What this task involves
How many lines below hold "price"? Answer with only the number.
--
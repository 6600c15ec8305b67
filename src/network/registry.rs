// Network configurations
//
// Static per-network deployment parameters, keyed by chain id.

use std::collections::HashMap;

use common::ConfigurationError;
use ethers::types::Address;
use hex_literal::hex;
use serde::{Deserialize, Serialize};

/// Deployment parameters for a single network
#[derive(Debug, Clone, PartialEq, Eq, Serialize, Deserialize)]
#[serde(rename_all = "camelCase")]
pub struct NetworkConfig {
    /// Chain ID
    pub chain_id: u64,

    /// Network name
    pub name: String,

    /// ETH/USD price feed the contract is constructed with
    #[serde(default)]
    pub dependency_address: Option<Address>,

    /// Recommended confirmations to wait for after deployment
    #[serde(default)]
    pub block_confirmations: Option<u64>,

    /// JSON-RPC endpoint
    #[serde(default)]
    pub rpc_url: Option<String>,

    /// Explorer API endpoint, overriding the one derived from the name
    #[serde(default)]
    pub explorer_api_url: Option<String>,
}

impl NetworkConfig {
    /// Create a new network configuration
    pub fn new(chain_id: u64, name: impl Into<String>) -> Self {
        Self {
            chain_id,
            name: name.into(),
            dependency_address: None,
            block_confirmations: None,
            rpc_url: None,
            explorer_api_url: None,
        }
    }

    pub fn with_dependency_address(mut self, address: Address) -> Self {
        self.dependency_address = Some(address);
        self
    }

    pub fn with_block_confirmations(mut self, confirmations: u64) -> Self {
        self.block_confirmations = Some(confirmations);
        self
    }

    pub fn with_rpc_url(mut self, url: impl Into<String>) -> Self {
        self.rpc_url = Some(url.into());
        self
    }

    /// Local Hardhat node. Uses a mock price feed, so no address.
    pub fn localhost() -> Self {
        Self::new(31337, "localhost").with_rpc_url("http://127.0.0.1:8545/")
    }

    /// Goerli testnet
    pub fn goerli() -> Self {
        Self::new(5, "goerli")
            .with_dependency_address(Address::from(hex!("D4a33860578De61DBAbDc8BFdb98FD742fA7028e")))
            .with_block_confirmations(6)
    }

    /// Sepolia testnet
    pub fn sepolia() -> Self {
        Self::new(11155111, "sepolia")
            .with_dependency_address(Address::from(hex!("694AA1769357215DE4FAC081bf1f309aDC325306")))
            .with_block_confirmations(6)
    }
}

/// Registry for looking up network configurations
#[derive(Debug, Clone)]
pub struct NetworkConfigRegistry {
    /// Map of chain ID to network configuration
    configs: HashMap<u64, NetworkConfig>,
}

impl NetworkConfigRegistry {
    /// Create a new registry with the built-in networks
    pub fn new() -> Self {
        let mut registry = Self::empty();

        registry.add_config(NetworkConfig::localhost());
        registry.add_config(NetworkConfig::goerli());
        registry.add_config(NetworkConfig::sepolia());

        registry
    }

    /// Create a registry with no entries
    pub fn empty() -> Self {
        Self {
            configs: HashMap::new(),
        }
    }

    /// Add or replace a network configuration
    pub fn add_config(&mut self, config: NetworkConfig) {
        self.configs.insert(config.chain_id, config);
    }

    /// Get the configuration for a chain ID
    pub fn config_for(&self, chain_id: u64) -> Result<&NetworkConfig, ConfigurationError> {
        self.configs
            .get(&chain_id)
            .ok_or(ConfigurationError::UnknownNetwork { chain_id })
    }

    /// Get the statically known dependency address for a chain ID
    pub fn dependency_address(&self, chain_id: u64) -> Result<Address, ConfigurationError> {
        let config = self.config_for(chain_id)?;
        config
            .dependency_address
            .ok_or_else(|| ConfigurationError::MissingDependencyAddress {
                chain_id,
                network: config.name.clone(),
            })
    }

    /// Find a configuration by network name
    pub fn find_by_name(&self, name: &str) -> Option<&NetworkConfig> {
        self.configs.values().find(|config| config.name == name)
    }

    pub fn len(&self) -> usize {
        self.configs.len()
    }

    pub fn is_empty(&self) -> bool {
        self.configs.is_empty()
    }
}

impl Default for NetworkConfigRegistry {
    fn default() -> Self {
        Self::new()
    }
}

impl FromIterator<NetworkConfig> for NetworkConfigRegistry {
    fn from_iter<I: IntoIterator<Item = NetworkConfig>>(iter: I) -> Self {
        let mut registry = Self::empty();
        for config in iter {
            registry.add_config(config);
        }
        registry
    }
}

#[cfg(test)]
mod tests {
    use super::*;
    use std::str::FromStr;

    #[test]
    fn test_goerli_feed_address() {
        let registry = NetworkConfigRegistry::new();
        let expected = Address::from_str("0xD4a33860578De61DBAbDc8BFdb98FD742fA7028e").unwrap();

        assert_eq!(registry.dependency_address(5).unwrap(), expected);
        assert_eq!(registry.config_for(5).unwrap().name, "goerli");
    }

    #[test]
    fn test_unknown_chain_is_not_found() {
        let registry = NetworkConfigRegistry::new();
        assert_eq!(
            registry.config_for(99).unwrap_err(),
            ConfigurationError::UnknownNetwork { chain_id: 99 }
        );
    }

    #[test]
    fn test_localhost_has_no_static_feed() {
        let registry = NetworkConfigRegistry::new();
        assert_eq!(
            registry.dependency_address(31337).unwrap_err(),
            ConfigurationError::MissingDependencyAddress {
                chain_id: 31337,
                network: "localhost".to_string(),
            }
        );
    }

    #[test]
    fn test_adding_a_network_is_one_entry() {
        let mut registry = NetworkConfigRegistry::new();
        let before = registry.len();
        let feed = Address::from_low_u64_be(0xfeed);

        registry.add_config(NetworkConfig::new(137, "polygon").with_dependency_address(feed));

        assert_eq!(registry.len(), before + 1);
        assert_eq!(registry.dependency_address(137).unwrap(), feed);
        assert_eq!(registry.find_by_name("polygon").unwrap().chain_id, 137);
    }

    #[test]
    fn test_config_deserializes_from_camel_case() {
        let json = r#"{
            "chainId": 5,
            "name": "goerli",
            "dependencyAddress": "0xd4a33860578de61dbabdc8bfdb98fd742fa7028e",
            "blockConfirmations": 6
        }"#;
        let config: NetworkConfig = serde_json::from_str(json).unwrap();
        assert_eq!(config, NetworkConfig::goerli());
    }
}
--
Exercise output
2